- **RECORD EXCERPTS**:
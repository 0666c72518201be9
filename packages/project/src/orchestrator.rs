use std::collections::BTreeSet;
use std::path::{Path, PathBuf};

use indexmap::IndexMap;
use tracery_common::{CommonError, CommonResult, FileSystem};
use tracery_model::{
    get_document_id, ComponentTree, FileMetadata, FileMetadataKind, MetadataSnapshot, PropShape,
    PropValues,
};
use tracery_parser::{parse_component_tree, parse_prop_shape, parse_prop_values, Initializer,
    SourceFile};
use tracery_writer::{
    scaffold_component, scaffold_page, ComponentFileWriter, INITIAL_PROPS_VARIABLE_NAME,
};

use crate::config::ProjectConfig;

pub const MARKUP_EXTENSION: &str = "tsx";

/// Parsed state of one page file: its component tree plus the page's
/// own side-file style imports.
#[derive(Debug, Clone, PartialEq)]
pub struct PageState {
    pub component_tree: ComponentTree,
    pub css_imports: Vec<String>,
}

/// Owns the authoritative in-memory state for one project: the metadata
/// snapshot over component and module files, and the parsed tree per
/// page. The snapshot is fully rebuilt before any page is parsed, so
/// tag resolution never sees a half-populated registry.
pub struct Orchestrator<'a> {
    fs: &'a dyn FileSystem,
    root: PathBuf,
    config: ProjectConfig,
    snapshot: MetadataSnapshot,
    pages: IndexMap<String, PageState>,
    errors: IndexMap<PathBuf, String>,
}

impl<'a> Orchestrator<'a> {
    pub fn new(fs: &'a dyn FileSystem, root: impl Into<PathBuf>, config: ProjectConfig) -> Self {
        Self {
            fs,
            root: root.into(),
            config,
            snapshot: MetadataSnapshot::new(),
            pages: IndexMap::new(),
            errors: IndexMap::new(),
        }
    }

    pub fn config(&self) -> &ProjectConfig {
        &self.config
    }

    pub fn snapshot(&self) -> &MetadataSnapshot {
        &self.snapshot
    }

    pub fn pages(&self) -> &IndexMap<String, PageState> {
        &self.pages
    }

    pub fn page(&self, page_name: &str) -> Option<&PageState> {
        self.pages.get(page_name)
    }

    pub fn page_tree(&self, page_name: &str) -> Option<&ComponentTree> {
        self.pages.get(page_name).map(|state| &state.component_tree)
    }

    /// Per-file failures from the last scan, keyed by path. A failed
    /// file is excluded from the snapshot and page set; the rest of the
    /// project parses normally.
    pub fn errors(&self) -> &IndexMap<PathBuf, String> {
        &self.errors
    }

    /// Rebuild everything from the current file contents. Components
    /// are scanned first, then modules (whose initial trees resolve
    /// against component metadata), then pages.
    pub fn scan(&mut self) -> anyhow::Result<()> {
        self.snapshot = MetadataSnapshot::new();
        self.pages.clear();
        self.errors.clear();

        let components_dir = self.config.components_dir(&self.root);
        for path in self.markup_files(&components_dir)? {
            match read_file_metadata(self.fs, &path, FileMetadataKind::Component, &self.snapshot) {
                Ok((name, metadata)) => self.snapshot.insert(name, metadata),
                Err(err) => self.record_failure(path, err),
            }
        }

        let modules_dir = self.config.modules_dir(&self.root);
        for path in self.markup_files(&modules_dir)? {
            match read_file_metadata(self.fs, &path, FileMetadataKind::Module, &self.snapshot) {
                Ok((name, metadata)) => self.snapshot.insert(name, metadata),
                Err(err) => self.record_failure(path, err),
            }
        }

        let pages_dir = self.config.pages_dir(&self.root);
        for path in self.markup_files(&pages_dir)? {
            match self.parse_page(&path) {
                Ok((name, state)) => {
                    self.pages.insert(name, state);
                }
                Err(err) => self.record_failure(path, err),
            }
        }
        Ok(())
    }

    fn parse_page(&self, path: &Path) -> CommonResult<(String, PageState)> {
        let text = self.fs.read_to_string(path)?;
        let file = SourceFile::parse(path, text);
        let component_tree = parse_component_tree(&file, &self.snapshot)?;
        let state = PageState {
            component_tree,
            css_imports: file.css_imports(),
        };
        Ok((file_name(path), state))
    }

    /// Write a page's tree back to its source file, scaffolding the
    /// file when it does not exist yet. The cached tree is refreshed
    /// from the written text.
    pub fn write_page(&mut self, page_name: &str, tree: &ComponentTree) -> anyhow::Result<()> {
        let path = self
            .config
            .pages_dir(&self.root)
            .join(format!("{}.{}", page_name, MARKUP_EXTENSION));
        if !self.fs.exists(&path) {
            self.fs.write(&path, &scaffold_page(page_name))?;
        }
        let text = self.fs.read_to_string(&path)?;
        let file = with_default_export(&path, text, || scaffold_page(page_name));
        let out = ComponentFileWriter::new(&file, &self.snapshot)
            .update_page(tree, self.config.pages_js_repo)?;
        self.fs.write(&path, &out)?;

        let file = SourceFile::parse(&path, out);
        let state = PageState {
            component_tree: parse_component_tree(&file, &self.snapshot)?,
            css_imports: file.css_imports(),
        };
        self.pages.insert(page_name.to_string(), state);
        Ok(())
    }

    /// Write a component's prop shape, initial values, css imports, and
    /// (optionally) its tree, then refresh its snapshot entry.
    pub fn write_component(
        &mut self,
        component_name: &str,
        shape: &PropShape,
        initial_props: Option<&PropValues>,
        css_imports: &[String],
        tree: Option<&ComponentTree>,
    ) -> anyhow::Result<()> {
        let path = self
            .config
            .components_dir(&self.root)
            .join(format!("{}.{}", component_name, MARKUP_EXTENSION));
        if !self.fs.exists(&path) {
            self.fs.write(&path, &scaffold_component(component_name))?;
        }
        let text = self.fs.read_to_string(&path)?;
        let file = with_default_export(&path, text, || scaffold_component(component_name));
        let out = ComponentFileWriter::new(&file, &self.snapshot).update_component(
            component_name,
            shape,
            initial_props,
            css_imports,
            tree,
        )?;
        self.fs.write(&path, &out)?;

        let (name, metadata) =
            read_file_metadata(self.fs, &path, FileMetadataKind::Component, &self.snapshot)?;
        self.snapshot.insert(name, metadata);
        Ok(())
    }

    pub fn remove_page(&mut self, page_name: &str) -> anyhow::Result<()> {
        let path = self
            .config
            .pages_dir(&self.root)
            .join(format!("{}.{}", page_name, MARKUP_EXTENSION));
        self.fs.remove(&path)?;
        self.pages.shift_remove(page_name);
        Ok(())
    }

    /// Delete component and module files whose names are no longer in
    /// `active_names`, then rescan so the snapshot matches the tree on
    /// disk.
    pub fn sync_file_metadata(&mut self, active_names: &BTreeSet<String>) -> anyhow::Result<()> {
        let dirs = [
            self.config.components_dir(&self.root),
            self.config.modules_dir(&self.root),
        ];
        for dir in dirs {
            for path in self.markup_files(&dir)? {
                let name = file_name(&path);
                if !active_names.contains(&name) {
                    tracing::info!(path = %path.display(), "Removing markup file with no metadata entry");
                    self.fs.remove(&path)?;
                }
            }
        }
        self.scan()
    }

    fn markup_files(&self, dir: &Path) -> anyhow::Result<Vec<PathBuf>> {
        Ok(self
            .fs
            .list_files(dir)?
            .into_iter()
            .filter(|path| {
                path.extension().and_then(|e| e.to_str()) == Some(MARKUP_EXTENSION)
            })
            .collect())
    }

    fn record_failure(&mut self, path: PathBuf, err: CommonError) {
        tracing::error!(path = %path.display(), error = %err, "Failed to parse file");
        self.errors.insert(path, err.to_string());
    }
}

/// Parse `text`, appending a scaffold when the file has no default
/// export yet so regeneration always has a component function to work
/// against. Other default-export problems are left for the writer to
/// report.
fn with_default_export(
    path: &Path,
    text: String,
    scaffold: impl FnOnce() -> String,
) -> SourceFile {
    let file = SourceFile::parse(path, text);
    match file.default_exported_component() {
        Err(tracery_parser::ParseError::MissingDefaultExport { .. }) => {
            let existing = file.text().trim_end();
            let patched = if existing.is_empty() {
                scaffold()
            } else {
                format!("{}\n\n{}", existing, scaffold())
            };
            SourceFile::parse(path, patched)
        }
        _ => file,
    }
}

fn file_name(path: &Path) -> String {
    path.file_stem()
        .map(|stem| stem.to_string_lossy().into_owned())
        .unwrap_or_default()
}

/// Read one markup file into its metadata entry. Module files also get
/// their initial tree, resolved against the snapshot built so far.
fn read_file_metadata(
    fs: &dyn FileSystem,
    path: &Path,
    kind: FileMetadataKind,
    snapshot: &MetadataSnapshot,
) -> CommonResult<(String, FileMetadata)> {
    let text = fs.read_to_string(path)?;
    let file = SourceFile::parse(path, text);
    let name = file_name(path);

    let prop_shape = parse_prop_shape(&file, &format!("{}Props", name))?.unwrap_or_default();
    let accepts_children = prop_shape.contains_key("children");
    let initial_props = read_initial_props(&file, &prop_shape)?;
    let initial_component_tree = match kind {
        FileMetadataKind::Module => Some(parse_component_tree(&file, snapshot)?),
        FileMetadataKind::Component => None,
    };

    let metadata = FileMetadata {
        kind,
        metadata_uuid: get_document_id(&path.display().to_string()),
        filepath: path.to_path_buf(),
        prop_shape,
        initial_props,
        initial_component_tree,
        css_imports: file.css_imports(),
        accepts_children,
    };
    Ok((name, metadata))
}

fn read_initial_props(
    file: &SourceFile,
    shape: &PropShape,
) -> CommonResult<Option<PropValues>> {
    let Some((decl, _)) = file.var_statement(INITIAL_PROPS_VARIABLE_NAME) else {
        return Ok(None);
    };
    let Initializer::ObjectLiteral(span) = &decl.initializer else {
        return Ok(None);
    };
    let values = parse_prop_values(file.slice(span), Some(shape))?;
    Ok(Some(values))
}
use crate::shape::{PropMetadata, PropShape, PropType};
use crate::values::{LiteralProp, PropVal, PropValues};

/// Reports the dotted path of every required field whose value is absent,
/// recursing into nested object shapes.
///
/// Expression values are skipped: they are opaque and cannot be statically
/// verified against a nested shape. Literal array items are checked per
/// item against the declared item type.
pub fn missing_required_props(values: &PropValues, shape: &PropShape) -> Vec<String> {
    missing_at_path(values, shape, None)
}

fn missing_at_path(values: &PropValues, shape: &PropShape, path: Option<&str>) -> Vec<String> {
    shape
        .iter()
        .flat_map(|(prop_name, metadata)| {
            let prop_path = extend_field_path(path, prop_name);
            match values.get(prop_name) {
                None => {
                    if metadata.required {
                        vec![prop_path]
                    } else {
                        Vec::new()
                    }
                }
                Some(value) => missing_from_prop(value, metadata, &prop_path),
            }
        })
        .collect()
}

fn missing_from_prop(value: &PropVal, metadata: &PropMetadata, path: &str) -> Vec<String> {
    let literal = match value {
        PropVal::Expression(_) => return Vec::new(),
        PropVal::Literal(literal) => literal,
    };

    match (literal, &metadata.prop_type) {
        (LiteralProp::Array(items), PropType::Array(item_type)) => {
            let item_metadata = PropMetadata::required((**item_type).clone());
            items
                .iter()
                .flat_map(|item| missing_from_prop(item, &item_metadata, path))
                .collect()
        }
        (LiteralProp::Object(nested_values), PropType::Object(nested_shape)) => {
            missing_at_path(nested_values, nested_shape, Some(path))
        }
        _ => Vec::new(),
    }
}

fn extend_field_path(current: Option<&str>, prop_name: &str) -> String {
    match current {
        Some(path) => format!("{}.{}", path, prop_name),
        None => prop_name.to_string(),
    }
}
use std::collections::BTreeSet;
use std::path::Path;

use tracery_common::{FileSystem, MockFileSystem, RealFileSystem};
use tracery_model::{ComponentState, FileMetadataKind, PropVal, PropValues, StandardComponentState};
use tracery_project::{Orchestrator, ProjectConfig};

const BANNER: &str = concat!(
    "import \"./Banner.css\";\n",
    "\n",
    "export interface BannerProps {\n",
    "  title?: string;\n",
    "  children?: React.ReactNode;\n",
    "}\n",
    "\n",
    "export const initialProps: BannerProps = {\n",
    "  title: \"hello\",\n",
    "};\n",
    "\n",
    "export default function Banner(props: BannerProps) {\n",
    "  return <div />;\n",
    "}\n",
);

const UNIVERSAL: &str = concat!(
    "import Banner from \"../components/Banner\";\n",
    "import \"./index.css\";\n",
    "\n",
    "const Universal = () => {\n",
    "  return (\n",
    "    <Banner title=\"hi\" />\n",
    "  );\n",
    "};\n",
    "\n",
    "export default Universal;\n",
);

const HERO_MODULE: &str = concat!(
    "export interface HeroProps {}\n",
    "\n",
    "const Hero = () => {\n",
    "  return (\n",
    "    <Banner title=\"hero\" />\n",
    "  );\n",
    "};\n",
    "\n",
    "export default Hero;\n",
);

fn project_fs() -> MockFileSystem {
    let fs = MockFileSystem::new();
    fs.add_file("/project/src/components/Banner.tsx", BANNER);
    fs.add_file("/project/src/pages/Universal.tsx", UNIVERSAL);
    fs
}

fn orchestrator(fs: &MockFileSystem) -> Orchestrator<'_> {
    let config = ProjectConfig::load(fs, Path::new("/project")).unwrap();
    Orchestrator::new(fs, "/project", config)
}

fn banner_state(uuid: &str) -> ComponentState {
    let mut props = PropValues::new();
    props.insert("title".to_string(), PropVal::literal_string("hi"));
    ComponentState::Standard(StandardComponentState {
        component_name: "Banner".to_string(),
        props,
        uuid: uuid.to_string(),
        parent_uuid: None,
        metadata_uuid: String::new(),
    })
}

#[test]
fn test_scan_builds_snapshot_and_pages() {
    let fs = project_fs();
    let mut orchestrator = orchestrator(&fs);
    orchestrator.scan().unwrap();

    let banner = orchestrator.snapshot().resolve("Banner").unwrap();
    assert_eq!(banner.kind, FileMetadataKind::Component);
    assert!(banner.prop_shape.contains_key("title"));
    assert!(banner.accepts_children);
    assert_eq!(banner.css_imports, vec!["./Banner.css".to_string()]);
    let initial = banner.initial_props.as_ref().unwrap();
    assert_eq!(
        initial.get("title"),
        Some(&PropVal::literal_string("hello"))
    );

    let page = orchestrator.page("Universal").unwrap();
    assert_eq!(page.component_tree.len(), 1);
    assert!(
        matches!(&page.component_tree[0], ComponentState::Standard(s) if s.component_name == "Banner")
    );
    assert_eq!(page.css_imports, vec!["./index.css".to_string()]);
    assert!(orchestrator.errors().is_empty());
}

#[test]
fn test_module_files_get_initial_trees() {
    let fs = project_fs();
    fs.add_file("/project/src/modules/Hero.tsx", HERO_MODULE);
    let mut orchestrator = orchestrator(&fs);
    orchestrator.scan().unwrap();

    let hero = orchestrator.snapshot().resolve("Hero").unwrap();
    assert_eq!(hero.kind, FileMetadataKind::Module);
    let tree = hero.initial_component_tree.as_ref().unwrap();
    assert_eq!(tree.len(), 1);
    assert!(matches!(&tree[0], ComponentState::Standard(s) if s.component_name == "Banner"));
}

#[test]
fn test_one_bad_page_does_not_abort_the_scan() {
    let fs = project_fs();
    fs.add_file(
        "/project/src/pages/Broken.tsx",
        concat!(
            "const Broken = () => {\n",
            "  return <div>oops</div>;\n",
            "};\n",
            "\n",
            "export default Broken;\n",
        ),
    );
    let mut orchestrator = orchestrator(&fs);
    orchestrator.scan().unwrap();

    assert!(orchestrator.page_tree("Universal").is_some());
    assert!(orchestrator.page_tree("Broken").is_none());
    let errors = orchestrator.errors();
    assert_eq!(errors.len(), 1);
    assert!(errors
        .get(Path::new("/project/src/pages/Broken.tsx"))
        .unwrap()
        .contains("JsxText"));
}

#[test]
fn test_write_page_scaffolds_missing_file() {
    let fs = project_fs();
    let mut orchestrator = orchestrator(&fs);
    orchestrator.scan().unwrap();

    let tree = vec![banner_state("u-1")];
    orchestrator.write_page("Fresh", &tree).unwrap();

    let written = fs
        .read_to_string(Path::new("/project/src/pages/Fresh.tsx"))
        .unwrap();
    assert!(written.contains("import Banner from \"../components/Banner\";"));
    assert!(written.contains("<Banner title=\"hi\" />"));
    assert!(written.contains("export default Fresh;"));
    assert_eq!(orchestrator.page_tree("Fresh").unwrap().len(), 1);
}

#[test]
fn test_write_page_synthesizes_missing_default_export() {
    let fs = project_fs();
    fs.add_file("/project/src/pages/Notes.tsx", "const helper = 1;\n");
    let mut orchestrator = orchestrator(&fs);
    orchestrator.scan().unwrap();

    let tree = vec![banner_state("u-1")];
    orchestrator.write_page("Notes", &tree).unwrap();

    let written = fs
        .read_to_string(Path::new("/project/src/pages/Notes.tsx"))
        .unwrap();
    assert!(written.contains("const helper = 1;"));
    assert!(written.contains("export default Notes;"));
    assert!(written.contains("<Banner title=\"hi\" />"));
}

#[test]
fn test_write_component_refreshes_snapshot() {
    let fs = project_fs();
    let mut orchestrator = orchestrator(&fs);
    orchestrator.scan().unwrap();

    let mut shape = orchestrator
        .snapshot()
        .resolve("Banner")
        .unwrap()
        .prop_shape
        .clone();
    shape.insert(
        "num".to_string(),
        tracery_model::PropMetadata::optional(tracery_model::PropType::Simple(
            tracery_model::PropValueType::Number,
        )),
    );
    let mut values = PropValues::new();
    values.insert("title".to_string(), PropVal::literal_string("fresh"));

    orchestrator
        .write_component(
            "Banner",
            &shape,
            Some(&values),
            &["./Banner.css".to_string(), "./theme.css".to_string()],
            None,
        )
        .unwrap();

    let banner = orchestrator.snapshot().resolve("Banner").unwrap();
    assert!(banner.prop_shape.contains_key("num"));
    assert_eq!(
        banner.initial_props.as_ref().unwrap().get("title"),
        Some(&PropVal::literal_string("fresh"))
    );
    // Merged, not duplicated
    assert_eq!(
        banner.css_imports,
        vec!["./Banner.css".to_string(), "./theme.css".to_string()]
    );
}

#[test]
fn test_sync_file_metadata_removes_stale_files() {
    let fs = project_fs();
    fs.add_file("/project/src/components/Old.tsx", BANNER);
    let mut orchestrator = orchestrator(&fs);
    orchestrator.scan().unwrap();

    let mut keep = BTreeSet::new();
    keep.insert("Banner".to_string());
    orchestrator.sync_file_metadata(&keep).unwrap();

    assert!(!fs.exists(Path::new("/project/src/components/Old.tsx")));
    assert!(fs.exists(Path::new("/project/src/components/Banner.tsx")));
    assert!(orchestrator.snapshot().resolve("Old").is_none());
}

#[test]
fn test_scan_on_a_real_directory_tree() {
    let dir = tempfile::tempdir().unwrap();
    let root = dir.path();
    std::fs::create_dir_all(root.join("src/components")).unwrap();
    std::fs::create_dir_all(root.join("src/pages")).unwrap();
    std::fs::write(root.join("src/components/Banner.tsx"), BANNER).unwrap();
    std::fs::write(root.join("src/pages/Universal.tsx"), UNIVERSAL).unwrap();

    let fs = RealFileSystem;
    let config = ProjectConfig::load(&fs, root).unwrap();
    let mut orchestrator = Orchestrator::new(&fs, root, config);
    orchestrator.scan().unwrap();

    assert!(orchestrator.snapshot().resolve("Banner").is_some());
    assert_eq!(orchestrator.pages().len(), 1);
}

- **EXERCISE DETAILS**:
Only the lines with the string "LiteralProp" are wanted; pick them out of the records above and copy them.

- **RESULT OF THE TASK**:
use crate::values::{LiteralProp, PropVal, PropValues};
        (LiteralProp::Array(items), PropType::Array(item_type)) => {
        (LiteralProp::Object(nested_values), PropType::Object(nested_shape)) => {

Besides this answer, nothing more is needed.